Prompt
Look through the listing below for the word "errors" and copy every line where it occurs.

Study material
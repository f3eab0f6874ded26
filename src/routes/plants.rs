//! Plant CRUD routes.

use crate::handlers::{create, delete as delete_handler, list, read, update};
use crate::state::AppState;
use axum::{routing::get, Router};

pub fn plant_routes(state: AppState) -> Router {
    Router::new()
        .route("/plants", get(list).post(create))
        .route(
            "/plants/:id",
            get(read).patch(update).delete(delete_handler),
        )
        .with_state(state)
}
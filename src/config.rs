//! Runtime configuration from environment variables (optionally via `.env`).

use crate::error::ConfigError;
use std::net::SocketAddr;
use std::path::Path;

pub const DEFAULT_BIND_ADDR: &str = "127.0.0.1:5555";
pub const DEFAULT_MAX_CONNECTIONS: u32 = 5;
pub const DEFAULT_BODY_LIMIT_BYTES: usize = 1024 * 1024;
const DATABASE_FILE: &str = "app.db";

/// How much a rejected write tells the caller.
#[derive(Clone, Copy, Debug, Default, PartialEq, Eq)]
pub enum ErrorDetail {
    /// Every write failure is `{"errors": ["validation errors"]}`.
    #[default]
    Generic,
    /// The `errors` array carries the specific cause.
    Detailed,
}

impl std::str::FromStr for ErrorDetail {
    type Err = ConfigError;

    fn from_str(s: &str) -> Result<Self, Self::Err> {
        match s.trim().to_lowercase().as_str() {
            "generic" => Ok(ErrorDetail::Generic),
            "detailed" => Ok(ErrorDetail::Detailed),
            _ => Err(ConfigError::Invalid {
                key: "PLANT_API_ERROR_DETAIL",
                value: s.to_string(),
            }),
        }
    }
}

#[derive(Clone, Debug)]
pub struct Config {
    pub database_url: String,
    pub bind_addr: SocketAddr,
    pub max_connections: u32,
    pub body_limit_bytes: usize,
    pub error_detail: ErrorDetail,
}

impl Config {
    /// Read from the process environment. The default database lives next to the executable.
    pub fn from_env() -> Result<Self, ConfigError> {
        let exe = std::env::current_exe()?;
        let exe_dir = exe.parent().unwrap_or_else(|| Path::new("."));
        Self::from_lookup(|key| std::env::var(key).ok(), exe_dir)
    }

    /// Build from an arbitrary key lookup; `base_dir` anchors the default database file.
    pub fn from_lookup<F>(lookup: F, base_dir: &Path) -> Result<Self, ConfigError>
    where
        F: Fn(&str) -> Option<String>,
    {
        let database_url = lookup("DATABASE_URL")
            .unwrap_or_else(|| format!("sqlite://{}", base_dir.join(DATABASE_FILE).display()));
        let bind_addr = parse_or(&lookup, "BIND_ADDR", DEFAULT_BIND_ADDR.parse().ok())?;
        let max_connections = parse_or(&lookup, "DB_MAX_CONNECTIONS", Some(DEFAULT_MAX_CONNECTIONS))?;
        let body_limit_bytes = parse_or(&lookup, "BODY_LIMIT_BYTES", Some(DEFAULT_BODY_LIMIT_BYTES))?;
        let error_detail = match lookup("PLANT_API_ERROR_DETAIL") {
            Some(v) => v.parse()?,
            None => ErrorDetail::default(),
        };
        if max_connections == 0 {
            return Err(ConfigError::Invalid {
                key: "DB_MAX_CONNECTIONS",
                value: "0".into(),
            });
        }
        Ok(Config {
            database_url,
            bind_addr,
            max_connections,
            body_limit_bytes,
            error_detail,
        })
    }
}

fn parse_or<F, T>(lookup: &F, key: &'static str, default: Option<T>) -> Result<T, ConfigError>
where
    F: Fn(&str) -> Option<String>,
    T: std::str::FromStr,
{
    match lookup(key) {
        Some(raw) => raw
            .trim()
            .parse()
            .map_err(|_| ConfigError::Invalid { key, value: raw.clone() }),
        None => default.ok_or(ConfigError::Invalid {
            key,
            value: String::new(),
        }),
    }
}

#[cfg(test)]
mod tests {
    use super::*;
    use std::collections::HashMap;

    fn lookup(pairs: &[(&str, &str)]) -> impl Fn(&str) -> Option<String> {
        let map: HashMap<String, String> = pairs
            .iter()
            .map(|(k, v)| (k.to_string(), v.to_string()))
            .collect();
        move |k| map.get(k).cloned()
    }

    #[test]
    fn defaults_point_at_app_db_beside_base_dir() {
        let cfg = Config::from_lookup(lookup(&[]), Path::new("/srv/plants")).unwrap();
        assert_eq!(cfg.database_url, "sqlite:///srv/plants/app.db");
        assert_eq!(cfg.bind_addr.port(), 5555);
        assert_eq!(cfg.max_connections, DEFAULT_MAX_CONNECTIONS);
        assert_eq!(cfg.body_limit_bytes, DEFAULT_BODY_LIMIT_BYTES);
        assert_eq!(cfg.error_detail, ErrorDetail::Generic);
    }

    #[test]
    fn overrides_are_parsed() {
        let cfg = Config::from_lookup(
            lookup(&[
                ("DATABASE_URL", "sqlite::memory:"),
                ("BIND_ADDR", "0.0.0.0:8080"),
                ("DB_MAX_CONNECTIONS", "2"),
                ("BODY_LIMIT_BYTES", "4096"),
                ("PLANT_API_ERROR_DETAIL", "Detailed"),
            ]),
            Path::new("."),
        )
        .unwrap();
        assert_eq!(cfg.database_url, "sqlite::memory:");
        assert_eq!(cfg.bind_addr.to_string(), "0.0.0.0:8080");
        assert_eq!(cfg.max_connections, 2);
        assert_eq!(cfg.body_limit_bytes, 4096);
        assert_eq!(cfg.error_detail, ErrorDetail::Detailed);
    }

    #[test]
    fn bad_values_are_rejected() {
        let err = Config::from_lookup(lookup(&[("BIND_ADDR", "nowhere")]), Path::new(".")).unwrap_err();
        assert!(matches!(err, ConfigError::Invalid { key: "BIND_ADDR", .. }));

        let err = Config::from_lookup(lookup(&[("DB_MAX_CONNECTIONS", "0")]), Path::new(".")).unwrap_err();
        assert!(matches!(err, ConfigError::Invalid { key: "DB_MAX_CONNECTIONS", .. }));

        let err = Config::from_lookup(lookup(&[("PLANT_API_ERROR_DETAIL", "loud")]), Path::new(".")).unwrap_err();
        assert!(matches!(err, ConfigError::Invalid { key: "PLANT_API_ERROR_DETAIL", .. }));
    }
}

Solution for this exercise
    /// Every write failure is `{"errors": ["validation errors"]}`.
    /// The `errors` array carries the specific cause.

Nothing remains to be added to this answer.